Lemon Basil Pasta with Grilled Chicken

I've started an herb garden in my kitchen window. I'm learning that the herbs I use the most are basil and cilantro. This is one of my basil recipes. (Just a warning for my friends, growing an herb garden is kind of cool. When I start talking about raising my own heirloom chickens, it's time for an intervention.) Anyway, My kids love this recipe. You can use more or fewer lemons depending on how lemony you like it. We love lemons, but found that four lemons was a little too much. Of course, this recipe is best when fresh lemon and basil are used.


4 Grilled Chicken Breasts, sliced
1 lb penne pasta, cooked
1/2 stick butter
2-3 lemons
3/4c heavy cream
1/4c half and half
1 1/2c parmesan cheese, grated
20 Basil Leaves, chopped

Cook pasta.

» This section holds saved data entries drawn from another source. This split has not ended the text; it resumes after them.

//! Single-period caplet on a Libor rate.

use lgm_core::{ensure, Rate, Result, Time};
use lgm_processes::CurveName;

/// A caplet fixing at `fixing` and paying `δ·(L(fixing; fixing, payment) − K)⁺`
/// at `payment`, with `δ = payment − fixing`.
#[derive(Debug, Clone, Copy, PartialEq)]
pub struct Caplet {
    fixing: Time,
    payment: Time,
    strike: Rate,
    libor_curve: CurveName,
}

impl Caplet {
    /// Create a caplet whose Libor is projected from the forward curve.
    ///
    /// # Errors
    /// `InvalidArgument` unless `0 < fixing < payment`, both finite, and the
    /// strike is finite and greater than `−1/δ`.
    pub fn new(fixing: Time, payment: Time, strike: Rate) -> Result<Self> {
        ensure!(
            fixing.is_finite() && fixing > 0.0,
            "caplet fixing must be positive, got {fixing}"
        );
        ensure!(
            payment.is_finite() && payment > fixing,
            "caplet payment must follow the fixing, got [{fixing}, {payment}]"
        );
        ensure!(
            strike.is_finite() && 1.0 + (payment - fixing) * strike > 0.0,
            "caplet strike {strike} is out of range"
        );
        Ok(Self {
            fixing,
            payment,
            strike,
            libor_curve: CurveName::Forward,
        })
    }

    /// Project the Libor fixing from `curve` instead.
    pub fn with_libor_curve(mut self, curve: CurveName) -> Self {
        self.libor_curve = curve;
        self
    }

    /// Fixing time `T1`.
    pub fn fixing(&self) -> Time {
        self.fixing
    }

    /// Payment time `T2`.
    pub fn payment(&self) -> Time {
        self.payment
    }

    /// Strike `K`.
    pub fn strike(&self) -> Rate {
        self.strike
    }

    /// Curve the Libor fixing is projected from.
    pub fn libor_curve(&self) -> CurveName {
        self.libor_curve
    }

    /// Accrual fraction `δ = T2 − T1`.
    pub fn accrual(&self) -> Time {
        self.payment - self.fixing
    }
}
//! Mean-reversion kernels shared by the integrals and pricing formulas.
//!
//! The Hull-White model is written in terms of
//!
//! ```text
//! β(λ, u) = (1 − exp(−λu)) / λ
//! ```
//!
//! which has a removable singularity at `λ = 0` (the limit is `u`).  Every
//! closed form in the workspace switches to its λ → 0 limit below
//! [`MEAN_REVERSION_THRESHOLD`].

use lgm_core::{Real, Time};

/// Mean reversions with `|λ| <= MEAN_REVERSION_THRESHOLD` are treated as zero.
pub const MEAN_REVERSION_THRESHOLD: Real = 1.0e-6;

/// The Ornstein-Uhlenbeck kernel `β(λ, u) = (1 − e^{−λu}) / λ`.
///
/// Evaluates to `u` when `|λ|` is below [`MEAN_REVERSION_THRESHOLD`].
/// With a negated, doubled argument it yields the variance of the driving
/// factor: `∫₀ᵗ e^{2λs} ds = beta_ou(−2λ, t)`.
#[inline]
pub fn beta_ou(lambda: Real, u: Time) -> Real {
    if lambda.abs() > MEAN_REVERSION_THRESHOLD {
        -(-lambda * u).exp_m1() / lambda
    } else {
        u
    }
}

When you drain the pasta water, reserve one cup. Set pasta aside. In the same pot, melt butter over medium heat. Squeese in the juice of 3 lemons. Whisk together. Pour in cream and half and half. Whisk until hot. Add the cheese and continue to whisk until melted. Salt and pepper to taste. Add a little pasta water as needed to loosen up the sauce if needed. Toss the pasta and sauce together in a large serving bowl. Sprinkle the pasta with fresh basil. Serve with chicken breast.